Scarabelli Silvia, Tan Kui Thong, Griss Rudolf, Hovius Ruud, D'Alessandro Pier Luca, Vorherr Thomas, Johnsson Kai
École Polytechnique Fédérale de Lausanne , Institute of Chemical Sciences and Engineering, Lausanne CH-1015, Switzerland.
National Centre of Competence in Research in Chemical Biology , Lausanne, CH-1015, Switzerland.
ACS Sens. 2017 Aug 25;2(8):1191-1197. doi: 10.1021/acssensors.7b00331. Epub 2017 Aug 2.
We are introducing a new approach to evaluate cellular uptake of drugs and drug candidates into living cells. The approach is based on converting the protein target of a given class of compounds into a fluorescent biosensor. By measuring the binding of different compounds to their cognate biosensor in live cells and comparing these values to those measured in vitro, their cellular uptake and concentrations can be ranked. We demonstrate that our strategy enables the evaluation of the cellular uptake into the cytosol of 2 classes of inhibitors using two different sensor designs; first, sensors comprising the self-labeling protein SNAP conjugated with a chemically modified inhibitor shown for inhibitors of the enzyme human carbonic anhydrase II; and a label-free sensor for inhibitors of protein-protein interactions demonstrated for the protein pair p53-HDM2.
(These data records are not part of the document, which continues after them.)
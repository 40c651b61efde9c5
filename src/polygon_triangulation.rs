//! Polygon triangulation for surface rendering
//!
//! Surfaces are planar, convex rings, so they are triangulated as a fan
//! anchored at the first vertex. This is exact for convex polygons and for
//! axis-aligned quads. Concave rings produce overlapping triangles; that is a
//! known limitation of the approach, not something this module corrects.

/// Error type for polygon triangulation operations
#[derive(Debug, thiserror::Error, PartialEq, Eq)]
pub enum TriangulationError {
    /// Polygon has too few vertices to triangulate
    #[error("Polygon has too few vertices: {0} (minimum 3 required)")]
    TooFewVertices(usize),
}

/// Triangulate a convex polygon ring as a fan from vertex 0
///
/// # Arguments
///
/// * `vertex_count` - Number of vertices in the implicitly closed ring
///
/// # Returns
///
/// A vector of triangle indices, where each consecutive triplet of indices
/// represents one triangle `(0, i, i + 1)` for `i = 1 .. n - 2`.
///
/// # Errors
///
/// Returns [`TriangulationError::TooFewVertices`] when the ring has fewer than 3 vertices.
///
/// # Example
///
/// ```
/// use gbxml_scene::polygon_triangulation::triangulate_fan;
///
/// let indices = triangulate_fan(4).expect("Failed to triangulate");
/// assert_eq!(indices, vec![0, 1, 2, 0, 2, 3]);
/// ```
pub fn triangulate_fan(vertex_count: usize) -> Result<Vec<u32>, TriangulationError> {
    if vertex_count < 3 {
        return Err(TriangulationError::TooFewVertices(vertex_count));
    }

    let mut indices = Vec::with_capacity((vertex_count - 2) * 3);
    for i in 1..(vertex_count - 1) as u32 {
        indices.extend_from_slice(&[0, i, i + 1]);
    }

    Ok(indices)
}

/// Outline edges of a closed ring
///
/// Returns `(i, i + 1)` for every vertex, with the last edge wrapping back to 0.
/// Rings with fewer than 2 vertices have no edges.
pub fn outline_edges(vertex_count: usize) -> Vec<[u32; 2]> {
    if vertex_count < 2 {
        return Vec::new();
    }

    let n = vertex_count as u32;
    (0..n).map(|i| [i, (i + 1) % n]).collect()
}
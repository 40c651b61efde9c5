#![no_main]

use gbxml_scene::framing::compute_framing;
use gbxml_scene::mesher::build_mesh;
use gbxml_scene::parser::parse_building;
use libfuzzer_sys::fuzz_target;

fuzz_target!(|data: &[u8]| {
    let Ok(text) = std::str::from_utf8(data) else {
        return;
    };

    // Anything the parser accepts must mesh and frame without panicking
    if let Ok(building) = parse_building(text) {
        for surface in &building.surfaces {
            let _ = build_mesh(surface);
        }
        let _ = compute_framing(&building.surfaces);
    }
});
//! Geometric operations on surface polygons
//!
//! This module provides the vector math used by meshing and framing:
//! - Face normals from the winding of a triangle
//! - Area-weighted vertex normals for an indexed triangle list
//! - Axis-aligned bounding boxes over any number of vertices

use crate::model::{Surface, Vertex};
use nalgebra::Point3;

/// A 3D vector represented as (x, y, z)
pub type Vector3 = (f64, f64, f64);

/// An axis-aligned bounding box
#[derive(Debug, Clone, Copy, PartialEq)]
pub struct BoundingBox {
    /// Minimum corner
    pub min: Point3<f64>,
    /// Maximum corner
    pub max: Point3<f64>,
}

impl BoundingBox {
    /// A box containing a single point
    pub fn from_point(point: Point3<f64>) -> Self {
        Self {
            min: point,
            max: point,
        }
    }

    /// Grow the box to contain `point`
    pub fn extend(&mut self, point: &Point3<f64>) {
        self.min = self.min.inf(point);
        self.max = self.max.sup(point);
    }

    /// Midpoint per axis
    pub fn center(&self) -> Point3<f64> {
        nalgebra::center(&self.min, &self.max)
    }

    /// Size along each axis
    pub fn extents(&self) -> nalgebra::Vector3<f64> {
        self.max - self.min
    }

    /// Size along the longest axis
    pub fn max_extent(&self) -> f64 {
        self.extents().max()
    }
}

/// Helper function to calculate the cross product of two 3D vectors
///
/// Returns the cross product v1 × v2
#[inline]
fn cross_product(v1: Vector3, v2: Vector3) -> Vector3 {
    (
        v1.1 * v2.2 - v1.2 * v2.1,
        v1.2 * v2.0 - v1.0 * v2.2,
        v1.0 * v2.1 - v1.1 * v2.0,
    )
}

#[inline]
fn normalize(v: Vector3) -> Vector3 {
    let magnitude = (v.0 * v.0 + v.1 * v.1 + v.2 * v.2).sqrt();
    if magnitude > 0.0 {
        (v.0 / magnitude, v.1 / magnitude, v.2 / magnitude)
    } else {
        (0.0, 0.0, 0.0)
    }
}

/// Unnormalized normal of a triangle; its length is twice the triangle area
#[inline]
fn area_weighted_normal(v0: &Vertex, v1: &Vertex, v2: &Vertex) -> Vector3 {
    let edge1 = (v1.x - v0.x, v1.y - v0.y, v1.z - v0.z);
    let edge2 = (v2.x - v0.x, v2.y - v0.y, v2.z - v0.z);
    cross_product(edge1, edge2)
}

/// Calculate the normal vector for a single triangle face
///
/// The normal follows the right-hand rule over the winding `v0 → v1 → v2`
/// and is normalized to unit length. A degenerate (zero-area) triangle
/// returns a zero vector.
///
/// # Example
/// ```
/// use gbxml_scene::{Vertex, mesh_ops::calculate_face_normal};
///
/// let v0 = Vertex::new(0.0, 0.0, 0.0);
/// let v1 = Vertex::new(1.0, 0.0, 0.0);
/// let v2 = Vertex::new(0.0, 1.0, 0.0);
///
/// assert_eq!(calculate_face_normal(&v0, &v1, &v2), (0.0, 0.0, 1.0));
/// ```
pub fn calculate_face_normal(v0: &Vertex, v1: &Vertex, v2: &Vertex) -> Vector3 {
    normalize(area_weighted_normal(v0, v1, v2))
}

/// Calculate area-weighted vertex normals for an indexed triangle list
///
/// For each vertex, sums the unnormalized normals of every triangle that uses
/// it and normalizes the result. Degenerate triangles contribute nothing and
/// triangles with out-of-range indices are skipped. A vertex touched by no
/// valid triangle gets `(0, 0, 0)`.
///
/// # Arguments
/// * `vertices` - Vertex positions
/// * `indices` - Flat triangle index list (three per triangle)
///
/// # Returns
/// One unit normal per vertex, in vertex order.
pub fn calculate_vertex_normals(vertices: &[Vertex], indices: &[u32]) -> Vec<Vector3> {
    let mut normals: Vec<Vector3> = vec![(0.0, 0.0, 0.0); vertices.len()];

    for triangle in indices.chunks_exact(3) {
        let [a, b, c] = [
            triangle[0] as usize,
            triangle[1] as usize,
            triangle[2] as usize,
        ];
        if a >= vertices.len() || b >= vertices.len() || c >= vertices.len() {
            continue;
        }

        let n = area_weighted_normal(&vertices[a], &vertices[b], &vertices[c]);
        for index in [a, b, c] {
            normals[index].0 += n.0;
            normals[index].1 += n.1;
            normals[index].2 += n.2;
        }
    }

    normals.into_iter().map(normalize).collect()
}

/// Compute the axis-aligned bounding box of a set of vertices
///
/// Returns `None` when the iterator is empty.
pub fn compute_aabb<'a>(vertices: impl IntoIterator<Item = &'a Vertex>) -> Option<BoundingBox> {
    let mut vertices = vertices.into_iter().map(|v| Point3::new(v.x, v.y, v.z));
    let first = vertices.next()?;

    let mut bounds = BoundingBox::from_point(first);
    for point in vertices {
        bounds.extend(&point);
    }
    Some(bounds)
}

/// Compute the bounding box of every vertex of every surface
///
/// Returns `None` when there are no vertices at all.
pub fn compute_surfaces_aabb<'a>(
    surfaces: impl IntoIterator<Item = &'a Surface>,
) -> Option<BoundingBox> {
    compute_aabb(surfaces.into_iter().flat_map(|s| s.vertices.iter()))
}

#[cfg(test)]
mod tests {
    use super::*;
    use crate::model::SurfaceType;

    #[test]
    fn test_face_normal_follows_winding() {
        let v0 = Vertex::new(0.0, 0.0, 0.0);
        let v1 = Vertex::new(1.0, 0.0, 0.0);
        let v2 = Vertex::new(0.0, 1.0, 0.0);

        assert_eq!(calculate_face_normal(&v0, &v1, &v2), (0.0, 0.0, 1.0));
        assert_eq!(calculate_face_normal(&v0, &v2, &v1), (0.0, 0.0, -1.0));
    }

    #[test]
    fn test_face_normal_degenerate() {
        let v0 = Vertex::new(0.0, 0.0, 0.0);
        let v1 = Vertex::new(1.0, 0.0, 0.0);
        let v2 = Vertex::new(2.0, 0.0, 0.0);
        assert_eq!(calculate_face_normal(&v0, &v1, &v2), (0.0, 0.0, 0.0));
    }

    #[test]
    fn test_vertex_normals_of_vertical_wall() {
        // Wall in the XZ plane, wound so the normal points to -Y
        let vertices = vec![
            Vertex::new(0.0, 0.0, 0.0),
            Vertex::new(4.0, 0.0, 0.0),
            Vertex::new(4.0, 0.0, 3.0),
            Vertex::new(0.0, 0.0, 3.0),
        ];
        let normals = calculate_vertex_normals(&vertices, &[0, 1, 2, 0, 2, 3]);

        assert_eq!(normals.len(), 4);
        for n in normals {
            assert!((n.1 + 1.0).abs() < 1e-12, "expected -Y normal, got {:?}", n);
            assert!(n.0.abs() < 1e-12 && n.2.abs() < 1e-12);
        }
    }

    #[test]
    fn test_vertex_normals_skip_invalid_indices() {
        let vertices = vec![
            Vertex::new(0.0, 0.0, 0.0),
            Vertex::new(1.0, 0.0, 0.0),
            Vertex::new(0.0, 1.0, 0.0),
        ];
        let normals = calculate_vertex_normals(&vertices, &[0, 1, 9]);
        assert!(normals.iter().all(|n| *n == (0.0, 0.0, 0.0)));
    }

    #[test]
    fn test_compute_aabb() {
        let vertices = [
            Vertex::new(-5.0, -10.0, 0.0),
            Vertex::new(15.0, 5.0, 20.0),
            Vertex::new(3.0, 25.0, 8.0),
        ];
        let bounds = compute_aabb(&vertices).unwrap();

        assert_eq!(bounds.min, Point3::new(-5.0, -10.0, 0.0));
        assert_eq!(bounds.max, Point3::new(15.0, 25.0, 20.0));
        assert_eq!(bounds.center(), Point3::new(5.0, 7.5, 10.0));
        assert_eq!(bounds.max_extent(), 35.0);
    }

    #[test]
    fn test_compute_aabb_empty() {
        assert!(compute_aabb(std::iter::empty::<&Vertex>()).is_none());
    }

    #[test]
    fn test_compute_surfaces_aabb_spans_all_surfaces() {
        let a = Surface::new(
            "a",
            SurfaceType::Roof,
            vec![
                Vertex::new(0.0, 0.0, 0.0),
                Vertex::new(1.0, 0.0, 0.0),
                Vertex::new(1.0, 1.0, 0.0),
            ],
        );
        let b = Surface::new(
            "b",
            SurfaceType::Roof,
            vec![
                Vertex::new(5.0, 5.0, 5.0),
                Vertex::new(6.0, 5.0, 5.0),
                Vertex::new(6.0, 6.0, 7.0),
            ],
        );
        let bounds = compute_surfaces_aabb([&a, &b]).unwrap();
        assert_eq!(bounds.min, Point3::new(0.0, 0.0, 0.0));
        assert_eq!(bounds.max, Point3::new(6.0, 6.0, 7.0));
    }
}
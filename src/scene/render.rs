//! Renderer collaborator interface

use crate::framing::CameraPose;
use crate::model::{MeshDescriptor, Surface, SurfaceType};

/// Opaque handle for a mesh owned by the renderer
#[derive(Debug, Clone, Copy, PartialEq, Eq, Hash, PartialOrd, Ord)]
pub struct RenderHandle(pub u64);

/// Surface metadata attached to a mesh when it is handed to the renderer
#[derive(Debug, Clone, PartialEq)]
pub struct SurfaceMetadata {
    /// Surface identifier
    pub surface_id: String,
    /// Surface type tag
    pub surface_type: SurfaceType,
    /// Optional display name
    pub name: Option<String>,
    /// Optional adjacent space reference
    pub adjacent_space_id: Option<String>,
}

impl SurfaceMetadata {
    /// Copy the descriptive fields of a surface
    pub fn from_surface(surface: &Surface) -> Self {
        Self {
            surface_id: surface.id.clone(),
            surface_type: surface.surface_type.clone(),
            name: surface.name.clone(),
            adjacent_space_id: surface.adjacent_space_id.clone(),
        }
    }
}

/// The rendering side of a scene
///
/// The renderer owns every mesh it hands out a [`RenderHandle`] for, until
/// [`Renderer::remove_mesh`] is called with that handle. It is driven
/// entirely by the caller: nothing is drawn except from
/// [`Renderer::render_frame`], and the scene is never modified while a
/// frame is being drawn.
///
/// # Example
///
/// ```
/// use gbxml_scene::framing::CameraPose;
/// use gbxml_scene::scene::{RenderHandle, Renderer, SurfaceMetadata};
/// use gbxml_scene::MeshDescriptor;
///
/// #[derive(Default)]
/// struct Headless {
///     next: u64,
///     frames: usize,
/// }
///
/// impl Renderer for Headless {
///     fn add_mesh(&mut self, _mesh: &MeshDescriptor, _meta: &SurfaceMetadata) -> RenderHandle {
///         self.next += 1;
///         RenderHandle(self.next)
///     }
///     fn remove_mesh(&mut self, _handle: RenderHandle) {}
///     fn set_highlight(&mut self, _handle: RenderHandle, _highlighted: bool) {}
///     fn set_camera(&mut self, _pose: &CameraPose) {}
///     fn pick(&self, _x: f64, _y: f64) -> Option<RenderHandle> {
///         None
///     }
///     fn render_frame(&mut self, _pose: &CameraPose) {
///         self.frames += 1;
///     }
/// }
/// ```
pub trait Renderer {
    /// Upload a mesh and return its handle
    fn add_mesh(&mut self, mesh: &MeshDescriptor, metadata: &SurfaceMetadata) -> RenderHandle;

    /// Release a mesh and its graphics resources
    fn remove_mesh(&mut self, handle: RenderHandle);

    /// Turn the selection highlight of a mesh on or off
    fn set_highlight(&mut self, handle: RenderHandle, highlighted: bool);

    /// Move the camera
    fn set_camera(&mut self, pose: &CameraPose);

    /// Mesh under a screen position, if any
    fn pick(&self, x: f64, y: f64) -> Option<RenderHandle>;

    /// Draw one frame
    fn render_frame(&mut self, pose: &CameraPose);
}
//! Interactive scene state
//!
//! - [`SceneIndex`]: surface id / render handle lookups and space membership
//! - [`Renderer`] and [`TextLoader`]: the collaborators a host provides
//! - [`SceneSession`]: loads, space filters, picking and the frame tick

mod index;
mod loader;
mod render;
mod session;

pub use index::SceneIndex;
pub use loader::{FsLoader, TextLoader};
pub use render::{RenderHandle, Renderer, SurfaceMetadata};
pub use session::{LoadOutcome, LoadSummary, LoadTicket, SceneSession};
//! Parser and scene configuration

/// Multiplier applied to the largest bounding-box extent to get the camera distance
pub const DEFAULT_DISTANCE_FACTOR: f64 = 2.5;

/// Configuration for parsing building documents
///
/// # Example
///
/// ```
/// use gbxml_scene::ParserConfig;
///
/// let config = ParserConfig::new().strict(true);
/// assert!(config.is_strict());
/// ```
#[derive(Debug, Clone, Default, PartialEq, Eq)]
pub struct ParserConfig {
    /// Abort on the first invalid surface instead of skipping it
    strict: bool,
}

impl ParserConfig {
    /// Create a new parser configuration that skips invalid surfaces
    pub fn new() -> Self {
        Self::default()
    }

    /// Choose whether an invalid surface aborts the parse
    pub fn strict(mut self, strict: bool) -> Self {
        self.strict = strict;
        self
    }

    /// Whether an invalid surface aborts the parse
    pub fn is_strict(&self) -> bool {
        self.strict
    }
}

/// Configuration for a scene session
///
/// # Example
///
/// ```
/// use gbxml_scene::{ParserConfig, SceneConfig};
///
/// let config = SceneConfig::new()
///     .with_distance_factor(3.0)
///     .with_parser_config(ParserConfig::new().strict(true));
/// assert_eq!(config.distance_factor(), 3.0);
/// ```
#[derive(Debug, Clone, PartialEq)]
pub struct SceneConfig {
    distance_factor: f64,
    double_sided: bool,
    parser: ParserConfig,
}

impl SceneConfig {
    /// Create the default configuration
    pub fn new() -> Self {
        Self {
            distance_factor: DEFAULT_DISTANCE_FACTOR,
            double_sided: true,
            parser: ParserConfig::new(),
        }
    }

    /// Set the camera distance multiplier
    ///
    /// Non-finite or non-positive values are ignored.
    pub fn with_distance_factor(mut self, factor: f64) -> Self {
        if factor.is_finite() && factor > 0.0 {
            self.distance_factor = factor;
        }
        self
    }

    /// Choose whether meshes render both faces
    pub fn with_double_sided(mut self, double_sided: bool) -> Self {
        self.double_sided = double_sided;
        self
    }

    /// Set the parser configuration used by loads
    pub fn with_parser_config(mut self, parser: ParserConfig) -> Self {
        self.parser = parser;
        self
    }

    /// Camera distance multiplier
    pub fn distance_factor(&self) -> f64 {
        self.distance_factor
    }

    /// Whether meshes render both faces
    pub fn double_sided(&self) -> bool {
        self.double_sided
    }

    /// Parser configuration used by loads
    pub fn parser_config(&self) -> &ParserConfig {
        &self.parser
    }
}

impl Default for SceneConfig {
    fn default() -> Self {
        Self::new()
    }
}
我们正在引入一种新方法来评估药物及候选药物进入活细胞的细胞摄取情况。该方法基于将特定类别的化合物的蛋白质靶点转化为荧光生物传感器。通过测量不同化合物与活细胞中其同源生物传感器的结合情况,并将这些值与体外测量的值进行比较,就可以对它们的细胞摄取和浓度进行排序。我们证明,我们的策略能够使用两种不同的传感器设计来评估两类抑制剂进入细胞质的细胞摄取情况;第一种是包含与化学修饰抑制剂偶联的自标记蛋白SNAP的传感器,用于人碳酸酐酶II抑制剂;第二种是用于蛋白质-蛋白质相互作用抑制剂的无标记传感器,以p53-HDM2蛋白对为例进行了展示。